Uma das coisas mais gratificantes pra um compositor é quando, conscientemente, consegue dar várias interpretações ao que escreve. Em “Ok Ok Ok”, Gil faz isso com maestria, tocando em temas delicados com a delicadeza que lhe é própria. O link para o clipe, para quem quiser assistir antes de continuar a leitura é:

Óbvios méritos artísticos à parte, percebemos na letra pelo menos três interpretações possíveis: uma leitura sobre prisão de Lula, uma crítica ao sistema capitalista ocidental e um protesto contra o racismo institucionalizado.

A primeira estrofe, além de fazer uma alusão ao desencantamento weberiano do mundo e sua burocratização (os ratos que roem o poder), cita multidões aos prantos, penúria, fúria, clamor e “seja nosso herói, resolva tudo”, no que pode ser considerado uma alusão à prisão de Lula. As duas últimas linhas desse trecho também podem se referir à cultura personalista brasileira na política, em que esse messianismo precisa sempre de um mito, um salvador da pátria para redimir a nação.

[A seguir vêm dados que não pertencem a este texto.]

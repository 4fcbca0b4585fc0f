/*! Sets up the application's SQLite database. */

use rusqlite::{Connection, Transaction as SqlTransaction};

use crate::{Error, expense::create_expense_table};

/// Create all of the database tables for the application.
///
/// Calling this on an already initialised database is a no-op.
///
/// # Errors
/// This function may return a [Error::SqlError] if there was an error
/// creating the tables.
pub fn initialize(connection: &Connection) -> Result<(), Error> {
    let transaction =
        SqlTransaction::new_unchecked(connection, rusqlite::TransactionBehavior::Exclusive)?;

    create_expense_table(&transaction)?;

    transaction.commit()?;

    Ok(())
}
//! Database operations for expenses.

use rusqlite::{Connection, Row};
use time::{OffsetDateTime, UtcOffset};

use crate::{
    Error,
    expense::{Expense, ExpenseId, NewExpense},
};

type RowsAffected = usize;

/// Save an expense and return it with its generated ID.
///
/// If `new_expense` has no date, the expense is dated now. Dates are stored
/// in UTC so that they sort correctly as text.
///
/// # Errors
/// This function will return a [Error::SqlError] if there is an SQL error.
pub fn create_expense(new_expense: NewExpense, connection: &Connection) -> Result<Expense, Error> {
    let date = new_expense
        .date
        .unwrap_or_else(OffsetDateTime::now_utc)
        .to_offset(UtcOffset::UTC);

    let expense = connection
        .prepare(
            "INSERT INTO expense (title, amount, category, date)
             VALUES (?1, ?2, ?3, ?4)
             RETURNING id, title, amount, category, date",
        )?
        .query_row(
            (
                new_expense.title,
                new_expense.amount,
                new_expense.category,
                date,
            ),
            map_expense_row,
        )?;

    Ok(expense)
}

/// Retrieve a single expense by ID.
///
/// # Errors
/// This function will return a:
/// - [Error::NotFound] if `id` does not refer to a saved expense,
/// - or [Error::SqlError] there is some other SQL error.
#[cfg(test)]
pub fn get_expense(id: ExpenseId, connection: &Connection) -> Result<Expense, Error> {
    connection
        .prepare("SELECT id, title, amount, category, date FROM expense WHERE id = :id")?
        .query_row(&[(":id", &id)], map_expense_row)
        .map_err(|error| error.into())
}

/// Retrieve all expenses, most recent first.
///
/// Expenses with the same date are ordered by ID, newest first, so that the
/// order is stable between requests.
pub fn get_all_expenses(connection: &Connection) -> Result<Vec<Expense>, Error> {
    connection
        .prepare(
            "SELECT id, title, amount, category, date FROM expense ORDER BY date DESC, id DESC",
        )?
        .query_map([], map_expense_row)?
        .map(|maybe_expense| maybe_expense.map_err(|error| error.into()))
        .collect()
}

/// Delete an expense by ID and return the number of rows deleted.
///
/// Deleting an expense that does not exist is not an error, zero is returned
/// instead.
pub fn delete_expense(id: ExpenseId, connection: &Connection) -> Result<RowsAffected, Error> {
    connection
        .execute("DELETE FROM expense WHERE id = :id", &[(":id", &id)])
        .map_err(|error| error.into())
}

/// Initialize the expense table and indexes.
pub fn create_expense_table(connection: &Connection) -> Result<(), rusqlite::Error> {
    connection.execute_batch(
        "CREATE TABLE IF NOT EXISTS expense (
            id INTEGER PRIMARY KEY AUTOINCREMENT,
            title TEXT NOT NULL,
            amount REAL NOT NULL,
            category TEXT NOT NULL,
            date TEXT NOT NULL
        );

        CREATE INDEX IF NOT EXISTS idx_expense_date ON expense(date);",
    )?;

    Ok(())
}

fn map_expense_row(row: &Row) -> Result<Expense, rusqlite::Error> {
    Ok(Expense {
        id: row.get(0)?,
        title: row.get(1)?,
        amount: row.get(2)?,
        category: row.get(3)?,
        date: row.get(4)?,
    })
}
//! Full-page error responses for the HTML routes.

use axum::{
    http::StatusCode,
    response::{Html, IntoResponse, Response},
};

use crate::html::error_view;

/// A page explaining that something went wrong.
#[derive(Debug, Clone, Copy, PartialEq, Eq)]
pub enum ErrorPage {
    /// The route or resource does not exist.
    NotFound,
    /// The server failed to handle the request.
    InternalServerError,
}

impl ErrorPage {
    fn status(self) -> StatusCode {
        match self {
            ErrorPage::NotFound => StatusCode::NOT_FOUND,
            ErrorPage::InternalServerError => StatusCode::INTERNAL_SERVER_ERROR,
        }
    }
}

impl IntoResponse for ErrorPage {
    fn into_response(self) -> Response {
        let page = match self {
            ErrorPage::NotFound => error_view(
                "Not Found",
                "404",
                "Something's missing.",
                "Sorry, we can't find that page. Your expenses are on the home page.",
            ),
            ErrorPage::InternalServerError => error_view(
                "Internal Server Error",
                "500",
                "Sorry, something went wrong.",
                "Try again later or check the server logs",
            ),
        };

        (self.status(), Html(page.into_string())).into_response()
    }
}

/// The fallback route handler for unknown paths.
pub async fn get_404_not_found() -> Response {
    ErrorPage::NotFound.into_response()
}

/// The page that HTMX requests are redirected to after a server error.
pub async fn get_internal_server_error_page() -> Response {
    ErrorPage::InternalServerError.into_response()
}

Na segunda estrofe, Gil alude à cultura do ódio que exige que ele se cale e responde aos que querem que ele se posicione em favor do pobre que ele espera que sua alma “seja nobre”. Que pode ser entendida também como uma alusão à nobreza enquanto classe, em oposição à burguesia. O que se confirma na estrofe seguinte, quando o próprio compositor crítica a escolha do termo, contextualizando-o à realidade escravocrata brasileira, em que uma cultura hipócrita de afeto para com as pessoas negras encobre o racismo estrutural e institucional.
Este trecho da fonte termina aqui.